A Catania un Hitler (quasi) tutto da ridere con Mein Kampf Kabarett

Idea coraggiosa, quella di Nicola Alberto Orofino di adattare Mein Kampf. Non il famigerato saggio del 1925 scritto da Adolf Hitler per delineare il suo pericoloso pensiero politico, bensì il controverso testo teatrale di George Tabori, che compie una satira feroce partendo dall’uomo dietro allo statista. All’opera originale, il regista aggiunge il sottotitolo Kabarett, senz’altro per marcare la componente dissacrante ma anche, probabilmente, per ridimensionare lo sbigottimento iniziale di chi dovesse imbattersi nella pubblicità dello spettacolo.

Di cosa parla quindi Mein Kampf Kabarett, messo in scena presso Teatro del Canovaccio di Catania? La fulminante sinossi del comunicato stampa recita così: “Un giovane ragazzo con la passione della pittura arriva da una cittadina austriaca ai confini con la Germania a Vienna per tentare l’esame di ammissione all’Accademia di Belle Arti.
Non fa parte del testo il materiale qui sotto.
impl Phrase {
    pub const ALL: [Phrase; 56] = [
        Phrase::SQL_NULL,
        Phrase::SQL_RENAME_TABLE,
        Phrase::SQL_RENAME_COLUMN,
        Phrase::SQL_DATABASE_LINK,
        Phrase::SQL_QUOTES_OPEN,
        Phrase::SQL_QUOTES_CLOSE,
        Phrase::SQL_CONCAT_EXPR,
        Phrase::SQL_PSEUDO_TABLE,
        Phrase::SQL_FUNC_CONCAT,
        Phrase::SQL_BOOLEAN_TRUE,
        Phrase::SQL_BOOLEAN_FALSE,
        Phrase::SQL_CURRENT_DATE,
        Phrase::SQL_DATE_PATTERN,
        Phrase::SQL_DATE_TEMPLATE,
        Phrase::SQL_CURRENT_TIME,
        Phrase::SQL_TIME_PATTERN,
        Phrase::SQL_TIME_TEMPLATE,
        Phrase::SQL_CURRENT_TIMESTAMP,
        Phrase::SQL_DATETIME_PATTERN,
        Phrase::SQL_DATETIME_TEMPLATE,
        Phrase::SQL_TIMESTAMP_PATTERN,
        Phrase::SQL_TIMESTAMP_TEMPLATE,
        Phrase::SQL_FUNC_COALESCE,
        Phrase::SQL_FUNC_SUBSTRING,
        Phrase::SQL_FUNC_SUBSTRINGEX,
        Phrase::SQL_FUNC_REPLACE,
        Phrase::SQL_FUNC_REVERSE,
        Phrase::SQL_FUNC_STRINDEX,
        Phrase::SQL_FUNC_STRINDEXFROM,
        Phrase::SQL_FUNC_LENGTH,
        Phrase::SQL_FUNC_UPPER,
        Phrase::SQL_FUNC_LOWER,
        Phrase::SQL_FUNC_TRIM,
        Phrase::SQL_FUNC_LTRIM,
        Phrase::SQL_FUNC_RTRIM,
        Phrase::SQL_FUNC_ESCAPE,
        Phrase::SQL_FUNC_ABS,
        Phrase::SQL_FUNC_ROUND,
        Phrase::SQL_FUNC_TRUNC,
        Phrase::SQL_FUNC_CEILING,
        Phrase::SQL_FUNC_FLOOR,
        Phrase::SQL_FUNC_MODULO,
        Phrase::SQL_FUNC_FORMAT,
        Phrase::SQL_FUNC_DAY,
        Phrase::SQL_FUNC_MONTH,
        Phrase::SQL_FUNC_YEAR,
        Phrase::SQL_FUNC_SUM,
        Phrase::SQL_FUNC_MAX,
        Phrase::SQL_FUNC_MIN,
        Phrase::SQL_FUNC_AVG,
        Phrase::SQL_FUNC_COUNT,
        Phrase::SQL_FUNC_STRAGG,
        Phrase::SQL_FUNC_DECODE,
        Phrase::SQL_FUNC_DECODE_SEP,
        Phrase::SQL_FUNC_DECODE_PART,
        Phrase::SQL_FUNC_DECODE_ELSE,
    ];

    pub fn name(self) -> &'static str {
        match self {
            Self::SQL_NULL => "SQL_NULL",
            Self::SQL_RENAME_TABLE => "SQL_RENAME_TABLE",
            Self::SQL_RENAME_COLUMN => "SQL_RENAME_COLUMN",
            Self::SQL_DATABASE_LINK => "SQL_DATABASE_LINK",
            Self::SQL_QUOTES_OPEN => "SQL_QUOTES_OPEN",
            Self::SQL_QUOTES_CLOSE => "SQL_QUOTES_CLOSE",
            Self::SQL_CONCAT_EXPR => "SQL_CONCAT_EXPR",
            Self::SQL_PSEUDO_TABLE => "SQL_PSEUDO_TABLE",
            Self::SQL_FUNC_CONCAT => "SQL_FUNC_CONCAT",
            Self::SQL_BOOLEAN_TRUE => "SQL_BOOLEAN_TRUE",
            Self::SQL_BOOLEAN_FALSE => "SQL_BOOLEAN_FALSE",
            Self::SQL_CURRENT_DATE => "SQL_CURRENT_DATE",
            Self::SQL_DATE_PATTERN => "SQL_DATE_PATTERN",
            Self::SQL_DATE_TEMPLATE => "SQL_DATE_TEMPLATE",
            Self::SQL_CURRENT_TIME => "SQL_CURRENT_TIME",
            Self::SQL_TIME_PATTERN => "SQL_TIME_PATTERN",
            Self::SQL_TIME_TEMPLATE => "SQL_TIME_TEMPLATE",
            Self::SQL_CURRENT_TIMESTAMP => "SQL_CURRENT_TIMESTAMP",
            Self::SQL_DATETIME_PATTERN => "SQL_DATETIME_PATTERN",
            Self::SQL_DATETIME_TEMPLATE => "SQL_DATETIME_TEMPLATE",
            Self::SQL_TIMESTAMP_PATTERN => "SQL_TIMESTAMP_PATTERN",
            Self::SQL_TIMESTAMP_TEMPLATE => "SQL_TIMESTAMP_TEMPLATE",
            Self::SQL_FUNC_COALESCE => "SQL_FUNC_COALESCE",
            Self::SQL_FUNC_SUBSTRING => "SQL_FUNC_SUBSTRING",
            Self::SQL_FUNC_SUBSTRINGEX => "SQL_FUNC_SUBSTRINGEX",
            Self::SQL_FUNC_REPLACE => "SQL_FUNC_REPLACE",
            Self::SQL_FUNC_REVERSE => "SQL_FUNC_REVERSE",
            Self::SQL_FUNC_STRINDEX => "SQL_FUNC_STRINDEX",
            Self::SQL_FUNC_STRINDEXFROM => "SQL_FUNC_STRINDEXFROM",
            Self::SQL_FUNC_LENGTH => "SQL_FUNC_LENGTH",
            Self::SQL_FUNC_UPPER => "SQL_FUNC_UPPER",
            Self::SQL_FUNC_LOWER => "SQL_FUNC_LOWER",
            Self::SQL_FUNC_TRIM => "SQL_FUNC_TRIM",
            Self::SQL_FUNC_LTRIM => "SQL_FUNC_LTRIM",
            Self::SQL_FUNC_RTRIM => "SQL_FUNC_RTRIM",
            Self::SQL_FUNC_ESCAPE => "SQL_FUNC_ESCAPE",
            Self::SQL_FUNC_ABS => "SQL_FUNC_ABS",
            Self::SQL_FUNC_ROUND => "SQL_FUNC_ROUND",
            Self::SQL_FUNC_TRUNC => "SQL_FUNC_TRUNC",
            Self::SQL_FUNC_CEILING => "SQL_FUNC_CEILING",
            Self::SQL_FUNC_FLOOR => "SQL_FUNC_FLOOR",
            Self::SQL_FUNC_MODULO => "SQL_FUNC_MODULO",
            Self::SQL_FUNC_FORMAT => "SQL_FUNC_FORMAT",
            Self::SQL_FUNC_DAY => "SQL_FUNC_DAY",
            Self::SQL_FUNC_MONTH => "SQL_FUNC_MONTH",
            Self::SQL_FUNC_YEAR => "SQL_FUNC_YEAR",
            Self::SQL_FUNC_SUM => "SQL_FUNC_SUM",
            Self::SQL_FUNC_MAX => "SQL_FUNC_MAX",
            Self::SQL_FUNC_MIN => "SQL_FUNC_MIN",
            Self::SQL_FUNC_AVG => "SQL_FUNC_AVG",
            Self::SQL_FUNC_COUNT => "SQL_FUNC_COUNT",
            Self::SQL_FUNC_STRAGG => "SQL_FUNC_STRAGG",
            Self::SQL_FUNC_DECODE => "SQL_FUNC_DECODE",
            Self::SQL_FUNC_DECODE_SEP => "SQL_FUNC_DECODE_SEP",
            Self::SQL_FUNC_DECODE_PART => "SQL_FUNC_DECODE_PART",
            Self::SQL_FUNC_DECODE_ELSE => "SQL_FUNC_DECODE_ELSE",
        }
    }

    /// Placeholders every dialect's template for this phrase must declare.
    ///
    /// Pattern phrases are chrono format strings and carry no placeholders.
    pub fn contract(self) -> PhraseContract {
        match self {
            Self::SQL_NULL
            | Self::SQL_RENAME_TABLE
            | Self::SQL_RENAME_COLUMN
            | Self::SQL_DATABASE_LINK
            | Self::SQL_QUOTES_OPEN
            | Self::SQL_QUOTES_CLOSE
            | Self::SQL_CONCAT_EXPR
            | Self::SQL_PSEUDO_TABLE
            | Self::SQL_BOOLEAN_TRUE
            | Self::SQL_BOOLEAN_FALSE
            | Self::SQL_CURRENT_DATE
            | Self::SQL_DATE_PATTERN
            | Self::SQL_CURRENT_TIME
            | Self::SQL_TIME_PATTERN
            | Self::SQL_CURRENT_TIMESTAMP
            | Self::SQL_DATETIME_PATTERN
            | Self::SQL_TIMESTAMP_PATTERN
            | Self::SQL_FUNC_DECODE_SEP => contract(false, 0),
            Self::SQL_DATE_TEMPLATE
            | Self::SQL_TIME_TEMPLATE
            | Self::SQL_DATETIME_TEMPLATE
            | Self::SQL_TIMESTAMP_TEMPLATE
            | Self::SQL_FUNC_ESCAPE
            | Self::SQL_FUNC_DECODE_ELSE => contract(false, 1),
            Self::SQL_FUNC_DECODE_PART => contract(false, 2),
            Self::SQL_FUNC_CONCAT
            | Self::SQL_FUNC_REVERSE
            | Self::SQL_FUNC_LENGTH
            | Self::SQL_FUNC_UPPER
            | Self::SQL_FUNC_LOWER
            | Self::SQL_FUNC_TRIM
            | Self::SQL_FUNC_LTRIM
            | Self::SQL_FUNC_RTRIM
            | Self::SQL_FUNC_ABS
            | Self::SQL_FUNC_CEILING
            | Self::SQL_FUNC_FLOOR
            | Self::SQL_FUNC_DAY
            | Self::SQL_FUNC_MONTH
            | Self::SQL_FUNC_YEAR
            | Self::SQL_FUNC_SUM
            | Self::SQL_FUNC_MAX
            | Self::SQL_FUNC_MIN
            | Self::SQL_FUNC_AVG
            | Self::SQL_FUNC_COUNT => contract(true, 0),
            Self::SQL_FUNC_COALESCE
            | Self::SQL_FUNC_SUBSTRING
            | Self::SQL_FUNC_STRINDEX
            | Self::SQL_FUNC_ROUND
            | Self::SQL_FUNC_TRUNC
            | Self::SQL_FUNC_MODULO
            | Self::SQL_FUNC_FORMAT
            | Self::SQL_FUNC_STRAGG
            | Self::SQL_FUNC_DECODE => contract(true, 1),
            Self::SQL_FUNC_SUBSTRINGEX | Self::SQL_FUNC_REPLACE | Self::SQL_FUNC_STRINDEXFROM => {
                contract(true, 2)
            }
        }
    }

    /// Whether functions built from this phrase aggregate over rows.
    pub fn is_aggregate(self) -> bool {
        matches!(
            self,
            Self::SQL_FUNC_SUM
                | Self::SQL_FUNC_MAX
                | Self::SQL_FUNC_MIN
                | Self::SQL_FUNC_AVG
                | Self::SQL_FUNC_COUNT
                | Self::SQL_FUNC_STRAGG
        )
    }

    /// Whether this phrase is a chrono format pattern rather than SQL text.
    pub fn is_pattern(self) -> bool {
        matches!(
            self,
            Self::SQL_DATE_PATTERN
                | Self::SQL_TIME_PATTERN
                | Self::SQL_DATETIME_PATTERN
                | Self::SQL_TIMESTAMP_PATTERN
        )
    }
}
Squattrinato, infreddolito e costipato, trova rifugio in un dormitorio in cui vivono l’ebreo Lobkowitz e l’ebreo Herzl. Una storia come tante, se non fosse che quel giovane ragazzo altro non è che l’uomo che da lì a qualche anno avrebbe abolito ogni libertà in Germania, causato un conflitto mondiale e ucciso sei milioni di ebrei”.

La piece, caratterizzata soprattutto nella prima parte da toni comici e grotteschi, costituisce una riflessione complessa, densa di riferimenti religiosi, storici e filosofici. Per Orofino il Mein Kampf di Tabori, “rovesciando completamente l’omonimo libro del Führer, è una lezione di vita, perché di attesa e d’incapacità di leggere e ragionare sugli accadimenti della nostra esistenza”. Ma attenzione: non si faccia l’errore di pensare che nelle oltre due ore di rappresentazione ci sia poco da ridere. Con Mein Kampf Kabarett si ride eccome, e di gusto, anche grazie a dei siparietti musicali che ammiccano inevitabilmente al contemporaneo, ancorando ulteriormente la modernità dell’opera all’attualità. Ci si commuove anche, questo è prevedibile, sebbene mai in maniera facile, didascalica, tantomeno ruffiana.

Grande merito, in tal senso, oltre ad una regia sicura, ad una scenografia ispirata ed alla lungimirante produzione MezzAria Teatro, va al cast: Giovanni Arezzo, Francesco Bernava, Egle Doria, Luca Fiorino e Alice Sgroi, capaci di conferire ai loro personaggi (reali, allegorici o entrambi) un’umanità ed uno spessore quasi insperati.

Sarebbe stato perfetto programmare questo illuminante Mein Kampf Kabarett in un prossimità della giornata della memoria, ricorrenza omaggiata per lo più da palinsesti bolliti, iniziative fiacche e frasi retoriche, che sembrano suscitare – di anno in anno – l’effetto esattamente opposto a quello sperato, ovvero lo scivolamento verso la dimenticanza. L’oblio vero, irreversibile, che non strapperebbe (quello no) alcuna risata.